Interpretation: The monetization is just starting; EPS contribution ramps from 2026 onward.
#### c) Are AI valuations “blue sky”?
Concern: Has the market already fully priced AI upside?
- Since ChatGPT (Nov 2022):
- S&P 500 value up ≈ $24T.
- Broad AI beneficiary list accounts for ≈ $18T of that (mostly semis + hyperscalers).
- Add ≈ $1T from the top 3 private model companies → ≈ $19T, near the upper bound of GS’s macro AI benefit estimate.
- GS economists’ macro view:
- Present value of incremental AI capital income:
- Baseline: ~$8T
- **Range:** $5–19T
Even at the high macro estimate, AI still looks underpriced.
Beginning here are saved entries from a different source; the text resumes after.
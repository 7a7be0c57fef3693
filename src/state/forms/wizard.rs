//! Multi-step onboarding wizard
//!
//! A wizard owns its form record as a set of [`FormField`]s grouped by step
//! and a step pointer in `1..=STEPS`. Advancing requires every field of the
//! current step to pass its validator; going back is unconditional.

use super::field::{FieldValue, FormField};
use super::validators::{FieldCheck, ValidationContext};
use crate::regions::RegionData;
use crate::state::Role;
use crate::store::Document;
use chrono::NaiveDate;
use serde_json::{json, Value};

/// Number of steps in every onboarding wizard
pub const STEPS: usize = 3;

/// Placeholder path shown for an image loaded from a saved profile
const SAVED_IMAGE: &str = "(saved image)";

/// Fields, step pointer and gating flags shared by both wizards
#[derive(Debug, Clone)]
pub struct WizardForm {
    /// 1-based step pointer
    pub(crate) step: usize,
    /// Fields per step; index 0 is step 1
    steps: Vec<Vec<FormField>>,
    /// Focused field within the current step
    pub active_field: usize,
    /// Steps whose gate check failed at least once
    gate_failed: [bool; STEPS],
    /// State the district options were last built for
    district_source: String,
    /// Set while the persistence write is in flight
    pub submitting: bool,
}

impl WizardForm {
    pub fn new(steps: Vec<Vec<FormField>>) -> Self {
        Self {
            step: 1,
            steps,
            active_field: 0,
            gate_failed: [false; STEPS],
            district_source: String::new(),
            submitting: false,
        }
    }

    /// Fields of a 1-based step
    pub fn fields(&self, step: usize) -> &[FormField] {
        step.checked_sub(1)
            .and_then(|i| self.steps.get(i))
            .map(Vec::as_slice)
            .unwrap_or(&[])
    }

    pub fn field(&self, name: &str) -> Option<&FormField> {
        self.steps.iter().flatten().find(|f| f.name == name)
    }

    pub fn field_mut(&mut self, name: &str) -> Option<&mut FormField> {
        self.steps.iter_mut().flatten().find(|f| f.name == name)
    }

    /// Scalar value of a field, empty when absent
    pub fn value(&self, name: &str) -> &str {
        self.field(name).map(FormField::as_text).unwrap_or("")
    }

    /// Selections of a multi-choice field
    pub fn values(&self, name: &str) -> Vec<String> {
        self.field(name)
            .map(FormField::selected_values)
            .unwrap_or_default()
    }

    /// Step a field belongs to
    pub fn step_of(&self, name: &str) -> Option<usize> {
        self.steps
            .iter()
            .position(|fields| fields.iter().any(|f| f.name == name))
            .map(|i| i + 1)
    }

    pub fn active_field_mut(&mut self) -> Option<&mut FormField> {
        let index = self.step.checked_sub(1)?;
        self.steps.get_mut(index)?.get_mut(self.active_field)
    }

    pub fn active_field(&self) -> Option<&FormField> {
        self.fields(self.step).get(self.active_field)
    }

    pub fn next_field(&mut self) {
        let count = self.fields(self.step).len();
        if count > 0 {
            self.mark_active_touched();
            self.active_field = (self.active_field + 1) % count;
        }
    }

    pub fn prev_field(&mut self) {
        let count = self.fields(self.step).len();
        if count > 0 {
            self.mark_active_touched();
            self.active_field = if self.active_field == 0 {
                count - 1
            } else {
                self.active_field - 1
            };
        }
    }

    fn mark_active_touched(&mut self) {
        if let Some(field) = self.active_field_mut() {
            field.touched = true;
        }
    }

    pub fn gate_failed(&self, step: usize) -> bool {
        step.checked_sub(1)
            .and_then(|i| self.gate_failed.get(i))
            .copied()
            .unwrap_or(false)
    }

    fn mark_gate_failed(&mut self, step: usize) {
        if let Some(flag) = step.checked_sub(1).and_then(|i| self.gate_failed.get_mut(i)) {
            *flag = true;
        }
    }

    /// Rebuild the district list when the selected state changed.
    /// Any previous district is dropped.
    pub fn sync_districts(&mut self, regions: &RegionData) {
        let state = self.value("state").to_string();
        if state == self.district_source {
            return;
        }
        let districts = regions.districts_of(&state).to_vec();
        if let Some(district) = self.field_mut("district") {
            match district.value {
                FieldValue::Choice { .. } => district.set_options(districts),
                _ => district.clear(),
            }
        }
        self.district_source = state;
    }

    /// Load persisted values into the fields. State is applied first so the
    /// district options exist before the district is selected.
    pub fn hydrate_fields(&mut self, doc: &Document, regions: &RegionData) {
        if let Some(state) = doc.get("state").and_then(Value::as_str) {
            if let Some(field) = self.field_mut("state") {
                field.set_text(state);
            }
        }
        self.sync_districts(regions);

        for field in self.steps.iter_mut().flatten() {
            if field.name == "state" {
                continue;
            }
            let Some(value) = doc.get(&field.name) else {
                continue;
            };
            let is_attachment = matches!(field.value, FieldValue::Attachment { .. });
            match value {
                Value::Array(items) => {
                    let items: Vec<String> = items
                        .iter()
                        .filter_map(|v| v.as_str().map(str::to_string))
                        .collect();
                    field.select_values(&items);
                }
                Value::String(encoded) if is_attachment => {
                    if !encoded.is_empty() {
                        field.set_text(SAVED_IMAGE);
                        field.set_data_url(encoded.clone());
                    }
                }
                Value::String(s) => field.set_text(s),
                Value::Number(n) => field.set_text(&n.to_string()),
                _ => {}
            }
        }
    }

    /// Flatten the fields into a record. Keys listed in `numeric` are written
    /// as JSON numbers; attachments contribute their encoded payload. Blank
    /// text and attachments without a payload are left out so a merge write
    /// keeps whatever the store already holds for them.
    pub fn record(&self, numeric: &[&str]) -> Document {
        let mut doc = Document::new();
        for field in self.steps.iter().flatten() {
            let value = match &field.value {
                FieldValue::MultiChoice { .. } => json!(field.selected_values()),
                FieldValue::Attachment { .. } => match field.data_url() {
                    Some(url) if !url.is_empty() => json!(url),
                    _ => continue,
                },
                _ if field.as_text().trim().is_empty() => continue,
                _ if numeric.contains(&field.name.as_str()) => field
                    .as_text()
                    .trim()
                    .parse::<f64>()
                    .ok()
                    .and_then(serde_json::Number::from_f64)
                    .map(Value::Number)
                    .unwrap_or(Value::Null),
                _ => json!(field.as_text().trim()),
            };
            doc.insert(field.name.clone(), value);
        }
        doc
    }
}

/// Gated multi-step form driven by key events
pub trait Wizard {
    /// Role whose profile this wizard produces
    fn role(&self) -> Role;

    fn form(&self) -> &WizardForm;

    fn form_mut(&mut self) -> &mut WizardForm;

    /// Validate one field by name against the current record
    fn check_field(&self, name: &str, ctx: &ValidationContext) -> FieldCheck;

    /// The record as persisted in the role collection
    fn to_record(&self) -> Document;

    fn step_title(&self, step: usize) -> &'static str;

    fn current_step(&self) -> usize {
        self.form().step
    }

    /// Validation context reflecting the wizard's selected state
    fn context<'a>(&self, regions: &'a RegionData, today: NaiveDate) -> ValidationContext<'a> {
        ValidationContext {
            regions,
            state: self.form().value("state").to_string(),
            today,
        }
    }

    /// Result of every validator on a step, in field order
    fn step_checks(&self, step: usize, ctx: &ValidationContext) -> Vec<(String, FieldCheck)> {
        self.form()
            .fields(step)
            .iter()
            .map(|f| (f.name.clone(), self.check_field(&f.name, ctx)))
            .collect()
    }

    fn can_advance(&self, step: usize, ctx: &ValidationContext) -> bool {
        self.step_checks(step, ctx).iter().all(|(_, check)| check.valid)
    }

    /// Advance one step if the current step is valid. Returns whether the
    /// pointer moved; a failed gate reveals the step's errors.
    fn next_step(&mut self, ctx: &ValidationContext) -> bool {
        let step = self.current_step();
        if step >= STEPS {
            return false;
        }
        if !self.can_advance(step, ctx) {
            self.form_mut().mark_gate_failed(step);
            return false;
        }
        let form = self.form_mut();
        form.step = step + 1;
        form.active_field = 0;
        true
    }

    fn prev_step(&mut self) -> bool {
        let form = self.form_mut();
        if form.step <= 1 {
            return false;
        }
        form.step -= 1;
        form.active_field = 0;
        true
    }

    /// Whether the submit action is enabled
    fn can_submit(&self, ctx: &ValidationContext) -> bool {
        !self.form().submitting && self.current_step() == STEPS && self.can_advance(STEPS, ctx)
    }

    /// Gate check for submission; failing reveals the last step's errors
    fn request_submit(&mut self, ctx: &ValidationContext) -> bool {
        if self.can_submit(ctx) {
            return true;
        }
        if self.current_step() == STEPS && !self.form().submitting {
            self.form_mut().mark_gate_failed(STEPS);
        }
        false
    }

    /// Inline message for a field, shown once touched or after a failed gate
    fn visible_error(&self, name: &str, ctx: &ValidationContext) -> Option<String> {
        let form = self.form();
        let field = form.field(name)?;
        let revealed = field.touched || form.step_of(name).is_some_and(|s| form.gate_failed(s));
        if !revealed {
            return None;
        }
        let check = self.check_field(name, ctx);
        (!check.valid).then_some(check.message)
    }

    /// Apply persisted values
    fn hydrate(&mut self, doc: &Document, regions: &RegionData) {
        self.form_mut().hydrate_fields(doc, regions);
    }
}

/// State and district fields: choice lists when reference data is
/// available, free text otherwise
pub(crate) fn region_fields(regions: &RegionData) -> (FormField, FormField) {
    if regions.is_available() {
        (
            FormField::choice("state", "State", &regions.states()),
            FormField::choice("district", "District", &[]),
        )
    } else {
        (
            FormField::text("state", "State"),
            FormField::text("district", "District"),
        )
    }
}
- Assume $19T incremental revenues (note: the text mixes revenue/income language; the author treats it as rev for the math):
- Profit margin: 20% → $3.8T–4T profits.
- Apply 22x P/E → ≈ $88T of potential equity value.
- Current S&P increase since ChatGPT: ≈ $24T.
→ Still large theoretical upside.
- Alternatively, apply 3–5x sales to $19T:
- $57–95T potential upside.
- On $8T base case:
- Value upside ≈ $25–40T.
Takeaway:
Valuations have moved a lot but are not obviously extreme relative to plausible AI economics, with additional optionality from margins and multiple expansion.
#### d) Credit risk from hyperscaler AI capex
Concern: Will hyperscaler balance sheets constrain AI capex?
View: Concerns are overblown.
- Since 2021, hyperscalers (AMZN, GOOGL, META, MSFT, ORCL):
- Increased net debt by $295B, but:
- Net debt / EBITDA ≈ 0.2x (very low).
- GS estimate: They could add ≈ $700B more net debt and still be <1x net leverage.
Constraint hierarchy:
- Likely constraints: supply bottlenecks and investor appetite, not cash flow or balance sheet capacity.
AI Productivity: Beyond Infra – Playing the Adoption Theme
The note stresses that AI beneficiaries aren’t only chipmakers and hyperscalers.
### GS US AI Productivity Basket (GSXUPROD)
- Basket of non-Tech, non-AI companies that:
- Have high labor costs,
- High exposure to AI automation,
- Concrete plans to deploy AI to cut costs and lift margins.
- Performance:
- YTD underperformed S&P 500, and only recently crossed the S&P ex-top-10 basket (SPXX).
Implication:
This is a late-cycle AI trade – adoption-side beneficiaries still appear under-owned vs infra winners.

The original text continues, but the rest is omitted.